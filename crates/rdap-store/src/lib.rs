// crates/rdap-store/src/lib.rs
//
// rdap-store: Object store backends for the resolution engine.
//
// Provides an in-memory, append-only revision store implementing the
// `ObjectStore` trait, and a loader that populates it from a JSON dump of
// revisions. Persistent storage is owned by the deployment, not this crate.

pub mod dump;
pub mod memory;

// Re-export key types for ergonomic access from downstream crates.
pub use dump::{load_dump, parse_dump, DumpRecord};
pub use memory::MemoryStore;
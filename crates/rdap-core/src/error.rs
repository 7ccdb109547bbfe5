use thiserror::Error;

/// Engine-wide error types for registration-data resolution.
///
/// Payloads are plain strings so that an outcome can be cloned and handed to
/// every caller waiting on the same index rebuild.
#[derive(Debug, Clone, PartialEq, Eq, Error)]
pub enum RdapError {
    /// Malformed query key or unsupported query shape. Never reaches the
    /// index or the store.
    #[error("Bad request: {0}")]
    BadRequest(String),

    /// Resource not found.
    #[error("Not found: {0}")]
    NotFound(String),

    /// Object store collaborator failure.
    #[error("Storage error: {0}")]
    Storage(String),

    /// Range index rebuild failed. The previous snapshot stays current.
    #[error("Index build error: {0}")]
    IndexBuild(String),

    /// A record whose type, key or source cannot be interpreted.
    #[error("Invalid object: {0}")]
    InvalidObject(String),

    /// Serialization/deserialization error.
    #[error("Serialization error: {0}")]
    Serialization(String),

    /// Configuration error.
    #[error("Config error: {0}")]
    Config(String),
}

impl RdapError {
    /// Whether this error should be reported to a client as a 400-equivalent.
    pub fn is_bad_request(&self) -> bool {
        matches!(self, RdapError::BadRequest(_))
    }
}

impl From<serde_json::Error> for RdapError {
    fn from(e: serde_json::Error) -> Self {
        RdapError::Serialization(e.to_string())
    }
}
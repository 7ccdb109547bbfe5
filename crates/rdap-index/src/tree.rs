// crates/rdap-index/src/tree.rs
//
// RangeIndex: a forest of nested ranges per namespace.
//
// Every node's children are pairwise disjoint and sorted by start, so the
// only child that can contain a query is the last one starting at or before
// the query start. Lookups descend from the roots with one binary search per
// level. Nodes live in a flat arena and refer to children by position.

use std::collections::BTreeMap;

use chrono::{DateTime, Utc};

use rdap_core::range::{Namespace, RangeEntry, ResourceRange};

#[derive(Debug, Clone)]
pub(crate) struct Node {
    pub(crate) entry: RangeEntry,
    pub(crate) children: Vec<usize>,
}

/// Immutable snapshot of all indexed address and AS blocks.
#[derive(Debug, Clone)]
pub struct RangeIndex {
    pub(crate) nodes: Vec<Node>,
    pub(crate) roots: BTreeMap<Namespace, Vec<usize>>,
    generation: u64,
    built_at: DateTime<Utc>,
}

impl RangeIndex {
    /// An index with no entries. Every lookup misses.
    pub fn empty() -> Self {
        Self::from_parts(Vec::new(), BTreeMap::new())
    }

    pub(crate) fn from_parts(nodes: Vec<Node>, roots: BTreeMap<Namespace, Vec<usize>>) -> Self {
        Self {
            nodes,
            roots,
            generation: 0,
            built_at: Utc::now(),
        }
    }

    pub(crate) fn with_generation(mut self, generation: u64) -> Self {
        self.generation = generation;
        self
    }

    /// Publication counter; 0 for an index that was never published.
    pub fn generation(&self) -> u64 {
        self.generation
    }

    pub fn built_at(&self) -> DateTime<Utc> {
        self.built_at
    }

    pub fn len(&self) -> usize {
        self.nodes.len()
    }

    pub fn is_empty(&self) -> bool {
        self.nodes.is_empty()
    }

    /// Number of entries in one namespace.
    pub fn len_in(&self, namespace: Namespace) -> usize {
        self.nodes
            .iter()
            .filter(|n| n.entry.range.namespace == namespace)
            .count()
    }

    /// Find an entry for `query`.
    ///
    /// With `want_exact`, only an entry with identical bounds is returned,
    /// even if a larger entry contains the query. Otherwise the smallest
    /// entry containing the query is returned.
    pub fn lookup(&self, query: &ResourceRange, want_exact: bool) -> Option<&RangeEntry> {
        let deepest = self.path(query).last().map(|&i| &self.nodes[i].entry)?;
        if want_exact && deepest.range != *query {
            return None;
        }
        Some(deepest)
    }

    /// All entries containing `query`, most specific first.
    pub fn ancestors(&self, query: &ResourceRange) -> Vec<&RangeEntry> {
        self.path(query)
            .into_iter()
            .rev()
            .map(|i| &self.nodes[i].entry)
            .collect()
    }

    /// The most specific entry strictly larger than `query`.
    pub fn less_specific(&self, query: &ResourceRange) -> Option<&RangeEntry> {
        self.ancestors(query)
            .into_iter()
            .find(|entry| entry.range != *query)
    }

    /// Entries directly below `query`: the children of its exact entry, or,
    /// when `query` is not indexed, the top-most entries inside it. Entries
    /// that straddle the query boundary are descended into.
    pub fn more_specifics(&self, query: &ResourceRange) -> Vec<&RangeEntry> {
        let path = self.path(query);
        let level: &[usize] = match path.last() {
            Some(&i) => &self.nodes[i].children,
            None => match self.roots.get(&query.namespace) {
                Some(roots) => roots,
                None => return Vec::new(),
            },
        };
        let mut found = Vec::new();
        self.collect_inside(level, query, &mut found);
        found
    }

    fn collect_inside<'a>(
        &'a self,
        level: &[usize],
        query: &ResourceRange,
        found: &mut Vec<&'a RangeEntry>,
    ) {
        for &i in level {
            let entry = &self.nodes[i].entry;
            if entry.range.end() < query.start() {
                continue;
            }
            if entry.range.start() > query.end() {
                break;
            }
            if query.contains(&entry.range) {
                found.push(entry);
            } else {
                self.collect_inside(&self.nodes[i].children, query, found);
            }
        }
    }

    /// Node positions from the root down to the deepest entry containing
    /// `query`.
    fn path(&self, query: &ResourceRange) -> Vec<usize> {
        let mut path = Vec::new();
        let mut level = match self.roots.get(&query.namespace) {
            Some(roots) => roots.as_slice(),
            None => return path,
        };

        while let Some(i) = self.containing_child(level, query) {
            path.push(i);
            level = &self.nodes[i].children;
        }
        path
    }

    fn containing_child(&self, level: &[usize], query: &ResourceRange) -> Option<usize> {
        let after = level.partition_point(|&i| self.nodes[i].entry.range.start() <= query.start());
        if after == 0 {
            return None;
        }
        let candidate = level[after - 1];
        if self.nodes[candidate].entry.range.contains(query) {
            Some(candidate)
        } else {
            None
        }
    }
}

impl Default for RangeIndex {
    fn default() -> Self {
        Self::empty()
    }
}
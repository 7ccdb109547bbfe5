// crates/rdap-resolver/src/resolver.rs
//
// ResourceResolver: dispatches a parsed query key to the range index or a
// direct store lookup and decides between a local answer and a redirect.
//
// Address and AS queries load the current index snapshot once and use it for
// the whole request, so a concurrent rebuild never mixes two snapshots into
// one answer.

use std::sync::Arc;

use serde::Serialize;

use rdap_core::error::RdapError;
use rdap_core::object::{ObjectType, RpslObject, Source};
use rdap_core::range::{RangeEntry, ResourceRange};
use rdap_core::traits::ObjectStore;
use rdap_index::{IndexHandle, RangeIndex};

use crate::handle;
use crate::query::{MatchMode, QueryKey};
use crate::redact::sanitize;
use crate::roles::{RoleAggregator, RoleEntity};
use crate::sources::SourceRegistry;

/// Where a foreign record is served.
#[derive(Debug, Clone, PartialEq, Eq, Serialize)]
pub struct Redirect {
    pub source: Source,
    pub base_url: String,
    /// Absolute URL of the original query at the foreign registry.
    pub location: String,
}

impl Redirect {
    pub fn new(source: Source, base_url: &str, path: &str) -> Self {
        let mut redirect = Self {
            source,
            base_url: base_url.to_string(),
            location: String::new(),
        };
        redirect.location = redirect.location(path);
        redirect
    }

    /// Absolute location for `path` (e.g. `QueryKey::path()`) at the
    /// foreign registry.
    pub fn location(&self, path: &str) -> String {
        format!(
            "{}/{}",
            self.base_url.trim_end_matches('/'),
            path.trim_start_matches('/')
        )
    }
}

/// Outcome of resolving one query key.
#[derive(Debug, Clone, PartialEq, Eq, Serialize)]
#[serde(tag = "outcome", rename_all = "snake_case")]
pub enum Resolution {
    Found {
        /// Sanitised record.
        object: RpslObject,
        entities: Vec<RoleEntity>,
        source: Source,
    },
    Redirect(Redirect),
    NotFound,
}

pub struct ResourceResolver {
    index: Arc<IndexHandle>,
    store: Arc<dyn ObjectStore>,
    sources: SourceRegistry,
    roles: RoleAggregator,
}

impl ResourceResolver {
    pub fn new(
        index: Arc<IndexHandle>,
        store: Arc<dyn ObjectStore>,
        sources: SourceRegistry,
    ) -> Self {
        let roles = RoleAggregator::new(store.clone());
        Self {
            index,
            store,
            sources,
            roles,
        }
    }

    pub fn sources(&self) -> &SourceRegistry {
        &self.sources
    }

    /// Resolve `key` under `mode`.
    ///
    /// Domain and entity keys are exact handles; any mode other than the
    /// default is a BadRequest for them.
    pub async fn resolve(
        &self,
        key: &QueryKey,
        mode: MatchMode,
    ) -> Result<Resolution, RdapError> {
        match key {
            QueryKey::Address(range) | QueryKey::Autnum(range) => {
                let snapshot = self.index.current();
                let entry = match mode.select(&snapshot, range) {
                    Some(entry) => entry.clone(),
                    None => {
                        tracing::debug!(
                            "No {} match for {} in generation {}",
                            mode,
                            key,
                            snapshot.generation()
                        );
                        return Ok(Resolution::NotFound);
                    }
                };
                self.resolve_entry(&entry, &snapshot, &key.path()).await
            }
            QueryKey::Domain(name) => {
                Self::require_default_mode(key, mode)?;
                self.resolve_local(&[ObjectType::Domain], name).await
            }
            QueryKey::Entity(handle_key) => {
                Self::require_default_mode(key, mode)?;
                let kind = handle::classify(handle_key).ok_or_else(|| {
                    RdapError::BadRequest(format!(
                        "Invalid syntax for entity handle '{}'",
                        handle_key
                    ))
                })?;
                self.resolve_local(kind.candidate_types(), handle_key).await
            }
        }
    }

    /// Every indexed entry containing an address or AS key, most specific
    /// first.
    pub fn hierarchy(&self, key: &QueryKey) -> Result<Vec<RangeEntry>, RdapError> {
        let range = Self::require_range(key)?;
        let snapshot = self.index.current();
        Ok(snapshot.ancestors(range).into_iter().cloned().collect())
    }

    /// Entries one level more specific than an address or AS key.
    pub fn more_specifics(&self, key: &QueryKey) -> Result<Vec<RangeEntry>, RdapError> {
        let range = Self::require_range(key)?;
        let snapshot = self.index.current();
        Ok(snapshot.more_specifics(range).into_iter().cloned().collect())
    }

    fn require_range(key: &QueryKey) -> Result<&ResourceRange, RdapError> {
        key.range().ok_or_else(|| {
            RdapError::BadRequest(format!("{} queries have no address hierarchy", key.kind()))
        })
    }

    fn require_default_mode(key: &QueryKey, mode: MatchMode) -> Result<(), RdapError> {
        if mode != MatchMode::default() {
            return Err(RdapError::BadRequest(format!(
                "{} match is not applicable to {} queries",
                mode,
                key.kind()
            )));
        }
        Ok(())
    }

    async fn resolve_entry(
        &self,
        entry: &RangeEntry,
        snapshot: &RangeIndex,
        path: &str,
    ) -> Result<Resolution, RdapError> {
        if !self.sources.is_local(&entry.source) {
            return Ok(match self.sources.redirect_url(&entry.source) {
                Some(base_url) => {
                    Resolution::Redirect(Redirect::new(entry.source.clone(), base_url, path))
                }
                None => {
                    tracing::warn!(
                        "{} '{}' belongs to source {} with no redirect configured",
                        entry.object_type,
                        entry.key,
                        entry.source
                    );
                    Resolution::NotFound
                }
            });
        }

        match self
            .store
            .get_object(&entry.source, entry.object_type, &entry.key)
            .await?
        {
            Some(object) => self.found(object, snapshot).await,
            None => {
                // Deleted after the snapshot was built.
                tracing::debug!(
                    "{} '{}' ({}) indexed but no longer current",
                    entry.object_type,
                    entry.key,
                    entry.source
                );
                Ok(Resolution::NotFound)
            }
        }
    }

    async fn resolve_local(
        &self,
        object_types: &[ObjectType],
        key: &str,
    ) -> Result<Resolution, RdapError> {
        for source in self.sources.local_sources() {
            for &object_type in object_types {
                if let Some(object) = self.store.get_object(source, object_type, key).await? {
                    let snapshot = self.index.current();
                    return self.found(object, &snapshot).await;
                }
            }
        }
        Ok(Resolution::NotFound)
    }

    async fn found(
        &self,
        object: RpslObject,
        snapshot: &RangeIndex,
    ) -> Result<Resolution, RdapError> {
        let entities = self.roles.aggregate(&object, snapshot).await?;
        let source = object.source().clone();
        Ok(Resolution::Found {
            object: sanitize(object),
            entities,
            source,
        })
    }
}
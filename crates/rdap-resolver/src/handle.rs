// crates/rdap-resolver/src/handle.rs
//
// Entity handle syntax. Matching is case-insensitive; callers upper-case
// handles before lookup.

use once_cell::sync::Lazy;
use regex::Regex;

use rdap_core::object::ObjectType;

/// Person and role handles, e.g. `TP1-TEST`, `AA1`, `JD-RIPE`.
static NIC_HDL: Lazy<Regex> = Lazy::new(|| {
    Regex::new(r"(?i)^[A-Z]{2,4}([1-9][0-9]{0,5})?(-[A-Z0-9_]{1,10})?$")
        .expect("Invalid nic-hdl regex")
});

/// Maintainer names, e.g. `OWNER-MNT`.
static MNTNER: Lazy<Regex> = Lazy::new(|| {
    Regex::new(r"(?i)^[A-Z][A-Z0-9_-]*[A-Z0-9]$").expect("Invalid mntner regex")
});

/// Organisation identifiers, e.g. `ORG-TO1-TEST`.
static ORG_ID: Lazy<Regex> = Lazy::new(|| {
    Regex::new(r"(?i)^ORG-[A-Z]{2,4}([1-9][0-9]{0,5})?-[A-Z0-9_]{1,10}$")
        .expect("Invalid organisation id regex")
});

/// What an entity handle can refer to.
#[derive(Debug, Clone, Copy, PartialEq, Eq)]
pub enum HandleKind {
    NicHdl,
    Mntner,
    Organisation,
}

impl HandleKind {
    /// Object types to try, in order, when looking the handle up.
    pub fn candidate_types(&self) -> &'static [ObjectType] {
        match self {
            HandleKind::Organisation => &[ObjectType::Organisation],
            HandleKind::NicHdl | HandleKind::Mntner => {
                &[ObjectType::Person, ObjectType::Role, ObjectType::Mntner]
            }
        }
    }
}

/// Classify a handle, or `None` if it is not valid entity syntax.
///
/// Anything starting with `ORG-` must be a well-formed organisation id.
pub fn classify(handle: &str) -> Option<HandleKind> {
    let handle = handle.trim();
    let is_org_prefixed = handle
        .get(..4)
        .map(|p| p.eq_ignore_ascii_case("ORG-"))
        .unwrap_or(false);

    if is_org_prefixed {
        return ORG_ID.is_match(handle).then_some(HandleKind::Organisation);
    }
    if NIC_HDL.is_match(handle) {
        Some(HandleKind::NicHdl)
    } else if MNTNER.is_match(handle) {
        Some(HandleKind::Mntner)
    } else {
        None
    }
}

#[cfg(test)]
mod tests {
    use super::*;

    #[test]
    fn test_nic_hdl_forms() {
        assert_eq!(classify("TP1-TEST"), Some(HandleKind::NicHdl));
        assert_eq!(classify("aa1"), Some(HandleKind::NicHdl));
        assert_eq!(classify("JD-RIPE"), Some(HandleKind::NicHdl));
    }

    #[test]
    fn test_mntner_names() {
        assert_eq!(classify("OWNER-MNT"), Some(HandleKind::Mntner));
        assert_eq!(classify("RIPE-NCC-HM-MNT"), Some(HandleKind::Mntner));
    }

    #[test]
    fn test_organisation_ids() {
        assert_eq!(classify("ORG-TO1-TEST"), Some(HandleKind::Organisation));
        assert_eq!(classify("org-to1-test"), Some(HandleKind::Organisation));
        // ORG- prefix without a valid organisation id is not a maintainer.
        assert_eq!(classify("ORG-NOT-A-VALID-ORGANISATION-ID"), None);
        assert_eq!(classify("ORG-"), None);
    }

    #[test]
    fn test_rejected_handles() {
        assert_eq!(classify("12345"), None);
        assert_eq!(classify("A"), None);
        assert_eq!(classify("bad handle"), None);
        assert_eq!(classify("TRAILING-"), None);
    }

    #[test]
    fn test_candidate_types() {
        assert_eq!(
            HandleKind::Organisation.candidate_types(),
            &[ObjectType::Organisation]
        );
        assert_eq!(HandleKind::NicHdl.candidate_types().len(), 3);
    }
}
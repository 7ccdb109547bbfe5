// crates/rdap-index/src/handle.rs
//
// IndexHandle: the published "current index" plus rebuild coordination.
//
// Readers call `current()` and get an `Arc<RangeIndex>` without taking any
// lock; the snapshot they hold stays valid after later swaps. Rebuilds are
// serialised through a tokio mutex. Each request takes a ticket before
// waiting; once it holds the lock, if a finished build already started after
// the ticket was issued, the request returns that build's outcome instead of
// scanning the store again.

use std::sync::atomic::{AtomicU64, Ordering};
use std::sync::Arc;
use std::time::Instant;

use arc_swap::ArcSwap;
use serde::Serialize;
use tokio::sync::Mutex;

use rdap_core::error::RdapError;
use rdap_core::traits::ObjectStore;

use crate::builder::IndexBuilder;
use crate::tree::RangeIndex;

/// Outcome of a rebuild request.
#[derive(Debug, Clone, PartialEq, Eq, Serialize)]
pub struct RebuildReport {
    /// Generation of the published snapshot.
    pub generation: u64,
    pub entries: usize,
    pub elapsed_ms: u64,
    /// True when this request was satisfied by a concurrent build.
    pub coalesced: bool,
}

#[derive(Default)]
struct RebuildState {
    /// Highest ticket covered by a finished build.
    covered: u64,
    generation: u64,
    last: Option<Result<RebuildReport, RdapError>>,
}

/// Holder of the current `RangeIndex` snapshot.
pub struct IndexHandle {
    current: ArcSwap<RangeIndex>,
    store: Arc<dyn ObjectStore>,
    requested: AtomicU64,
    rebuild: Mutex<RebuildState>,
}

impl IndexHandle {
    /// Start with an empty, unpublished index. Call `rebuild` to load data.
    pub fn new(store: Arc<dyn ObjectStore>) -> Self {
        Self {
            current: ArcSwap::from_pointee(RangeIndex::empty()),
            store,
            requested: AtomicU64::new(0),
            rebuild: Mutex::new(RebuildState::default()),
        }
    }

    /// The snapshot to use for one query. Never blocks.
    pub fn current(&self) -> Arc<RangeIndex> {
        self.current.load_full()
    }

    pub fn generation(&self) -> u64 {
        self.current.load().generation()
    }

    /// Rebuild from a full scan of the store and publish the result.
    ///
    /// On failure the previous snapshot keeps serving and the error is
    /// returned; nothing is retried.
    pub async fn rebuild(&self) -> Result<RebuildReport, RdapError> {
        let ticket = self.requested.fetch_add(1, Ordering::SeqCst) + 1;
        let mut state = self.rebuild.lock().await;

        if state.covered >= ticket {
            if let Some(last) = &state.last {
                tracing::debug!("Rebuild request {} coalesced", ticket);
                return last.clone().map(|report| RebuildReport {
                    coalesced: true,
                    ..report
                });
            }
        }

        // Every request issued up to here is satisfied by the scan below.
        let covers = self.requested.load(Ordering::SeqCst);
        let started = Instant::now();

        let built = match self.store.current_range_records().await {
            Ok(records) => IndexBuilder::from_objects(&records),
            Err(e) => Err(RdapError::IndexBuild(format!("Store scan failed: {}", e))),
        };

        let outcome = match built {
            Ok(index) => {
                let generation = state.generation + 1;
                let index = index.with_generation(generation);
                let entries = index.len();
                self.current.store(Arc::new(index));
                state.generation = generation;

                let elapsed_ms = started.elapsed().as_millis() as u64;
                tracing::info!(
                    "Published range index generation {} ({} entries, {} ms)",
                    generation,
                    entries,
                    elapsed_ms
                );
                Ok(RebuildReport {
                    generation,
                    entries,
                    elapsed_ms,
                    coalesced: false,
                })
            }
            Err(e) => {
                tracing::warn!(
                    "Range index rebuild failed, generation {} keeps serving: {}",
                    state.generation,
                    e
                );
                Err(e)
            }
        };

        state.covered = covers;
        state.last = Some(outcome.clone());
        outcome
    }
}
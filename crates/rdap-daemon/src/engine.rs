// crates/rdap-daemon/src/engine.rs
//
// Engine: the resolution components wired together.
//
// Constructed once in main.rs from the configuration, then shared by the
// query loop, the one-shot commands and the rebuild scheduler.

use std::sync::Arc;

use rdap_core::error::RdapError;
use rdap_core::object::Source;
use rdap_core::traits::ObjectStore;
use rdap_index::{IndexHandle, RebuildReport};
use rdap_resolver::{ResourceResolver, VersionResolver};
use rdap_store::{load_dump, MemoryStore};

use crate::config::DaemonConfig;

pub struct Engine {
    pub store: Arc<MemoryStore>,
    pub index: Arc<IndexHandle>,
    pub resolver: ResourceResolver,
    pub versions: VersionResolver,
}

impl Engine {
    /// Wire the components around an already populated store.
    pub fn new(store: Arc<MemoryStore>, config: &DaemonConfig) -> Self {
        let dyn_store: Arc<dyn ObjectStore> = store.clone();
        let index = Arc::new(IndexHandle::new(dyn_store.clone()));
        let resolver =
            ResourceResolver::new(index.clone(), dyn_store.clone(), config.source_registry());
        let versions = VersionResolver::new(dyn_store, config.version_granularity);
        Self {
            store,
            index,
            resolver,
            versions,
        }
    }

    /// Load the configured dump and build the first index.
    ///
    /// A missing dump leaves the store empty; a dump that fails to parse
    /// is an error. The initial rebuild must succeed.
    pub async fn start(config: &DaemonConfig, dump_path: &str) -> Result<Self, RdapError> {
        let store = match load_dump(dump_path) {
            Ok(store) => store,
            Err(RdapError::Storage(e)) => {
                tracing::warn!("{}. Starting with an empty store.", e);
                MemoryStore::new()
            }
            Err(e) => return Err(e),
        };

        let engine = Self::new(Arc::new(store), config);
        engine.check_sources().await?;
        let report = engine.rebuild().await?;
        tracing::info!(
            "Range index ready: {} entries (generation {}, built {})",
            report.entries,
            report.generation,
            engine.index.current().built_at().to_rfc3339()
        );
        Ok(engine)
    }

    /// Sources present in the store that are neither local nor redirected.
    ///
    /// Their blocks resolve to NotFound; each is logged once at start.
    pub async fn check_sources(&self) -> Result<Vec<Source>, RdapError> {
        let registry = self.resolver.sources();
        let unmapped: Vec<Source> = self
            .store
            .sources()
            .await?
            .into_iter()
            .filter(|s| !registry.is_local(s) && registry.redirect_url(s).is_none())
            .collect();
        for source in &unmapped {
            tracing::warn!("Source {} is neither local nor redirected", source);
        }
        Ok(unmapped)
    }

    pub async fn rebuild(&self) -> Result<RebuildReport, RdapError> {
        self.index.rebuild().await
    }
}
· · · · ·
*EXERCISE INSTRUCTIONS*.
Filter the records above and return every line that holds the word "RebuildState".

*OUTPUT OF THE EXERCISE*.
struct RebuildState {
    rebuild: Mutex<RebuildState>,
            rebuild: Mutex::new(RebuildState::default()),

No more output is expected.